Giant retroperitoneal myxoma: A case report and literature review.

Abstract Introduction and importance Myxoma is a benign tumor and is mesenchymal in origin. Myxomas of the retroperitoneum are extremely rare entities. Case presentation We here report a case of a 67-year-old male who presented with progressive abdominal distention for 3 years. Laboratory investigations revealed a reduction in erythrocytes, lymphocytes, hemoglobin, and an elevation in carbohydrate antigen 19-9. Imaging findings showed a multilocular cystic mass in the right abdomen with thin septa and internal calcifications. Laparotomy revealed that the mass had arisen from the retroperitoneum and the histological study suggested the diagnosis of myxoma. Discussion Myxoma features as a “cystic mass” in imaging studies.

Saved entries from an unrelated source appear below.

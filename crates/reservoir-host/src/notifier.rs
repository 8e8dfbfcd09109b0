//! Notifier that forwards economy messages to the host's output loop.
//!
//! The economy raises [`Notification`]s synchronously while a command
//! runs. [`ChannelNotifier`] pushes them onto an unbounded `tokio` channel
//! and the command loop drains and prints them after each command.

use chrono::{DateTime, TimeZone};
use reservoir_core::{Notification, Notifier};
use reservoir_types::WarningLevel;
use tokio::sync::mpsc::{UnboundedReceiver, UnboundedSender, unbounded_channel};
use tracing::warn;

/// Notifier backed by an unbounded channel.
#[derive(Debug, Clone)]
pub struct ChannelNotifier {
    tx: UnboundedSender<Notification>,
}

impl ChannelNotifier {
    /// Create a notifier and the receiver that drains it.
    pub fn channel() -> (Self, UnboundedReceiver<Notification>) {
        let (tx, rx) = unbounded_channel();
        (Self { tx }, rx)
    }
}

impl Notifier for ChannelNotifier {
    fn notify(&mut self, notification: Notification) {
        if self.tx.send(notification).is_err() {
            warn!("Notification receiver dropped");
        }
    }
}

/// Tag printed before a warning.
const fn severity_tag(level: WarningLevel) -> &'static str {
    match level {
        WarningLevel::Discomfort => "WARN",
        WarningLevel::Pain => "PAIN",
        WarningLevel::SeverePain => "SEVERE",
    }
}

/// Render a notification as one output line stamped with `at`.
pub fn format_notification<Tz>(notification: &Notification, at: &DateTime<Tz>) -> String
where
    Tz: TimeZone,
    Tz::Offset: core::fmt::Display,
{
    let time = at.format("%H:%M:%S");
    match notification.warning {
        Some(level) => format!(
            "[{time}] {}: {}",
            severity_tag(level),
            notification.message
        ),
        None => format!("[{time}] {}", notification.message),
    }
}

#[cfg(test)]
mod tests {
    use chrono::Utc;
    use reservoir_types::CharacterId;

    use super::*;

    fn notification(warning: Option<WarningLevel>, message: &str) -> Notification {
        Notification {
            character: CharacterId::from("Rin"),
            warning,
            message: String::from(message),
        }
    }

    #[test]
    fn channel_delivers_in_order() {
        let (mut notifier, mut rx) = ChannelNotifier::channel();
        notifier.notify(notification(None, "one"));
        notifier.notify(notification(Some(WarningLevel::Pain), "two"));

        assert_eq!(rx.try_recv().ok().map(|n| n.message), Some(String::from("one")));
        assert_eq!(
            rx.try_recv().ok().and_then(|n| n.warning),
            Some(WarningLevel::Pain)
        );
        assert!(rx.try_recv().is_err());
    }

    #[test]
    fn closed_channel_is_not_fatal() {
        let (mut notifier, rx) = ChannelNotifier::channel();
        drop(rx);
        notifier.notify(notification(None, "lost"));
    }

    #[test]
    fn warnings_carry_a_severity_tag() {
        let at = Utc.with_ymd_and_hms(2026, 3, 1, 9, 5, 7).single();
        assert!(at.is_some());
        let Some(at) = at else { return };

        assert_eq!(
            format_notification(&notification(None, "Rin reached level 2"), &at),
            "[09:05:07] Rin reached level 2"
        );
        assert_eq!(
            format_notification(
                &notification(Some(WarningLevel::SeverePain), "Rin is in severe pain"),
                &at
            ),
            "[09:05:07] SEVERE: Rin is in severe pain"
        );
    }
}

Therefore, the possibility of a cystic lymphangioma, cystic mesothelioma and myxoma should be considered when a multicystic lesion in the retroperitoneal space is observed. Due to the rarity of retroperitoneal myxomas and lack of specific manifestations and diagnostic methods, preoperative diagnosis is often delayed or incorrect. And until now, only a few cases of retroperitoneal myxoma have been reported. Conclusion The report will increase the understanding of the diagnosis and treatment of retroperitoneal myxomas. A brief review of the related literature was also carried out.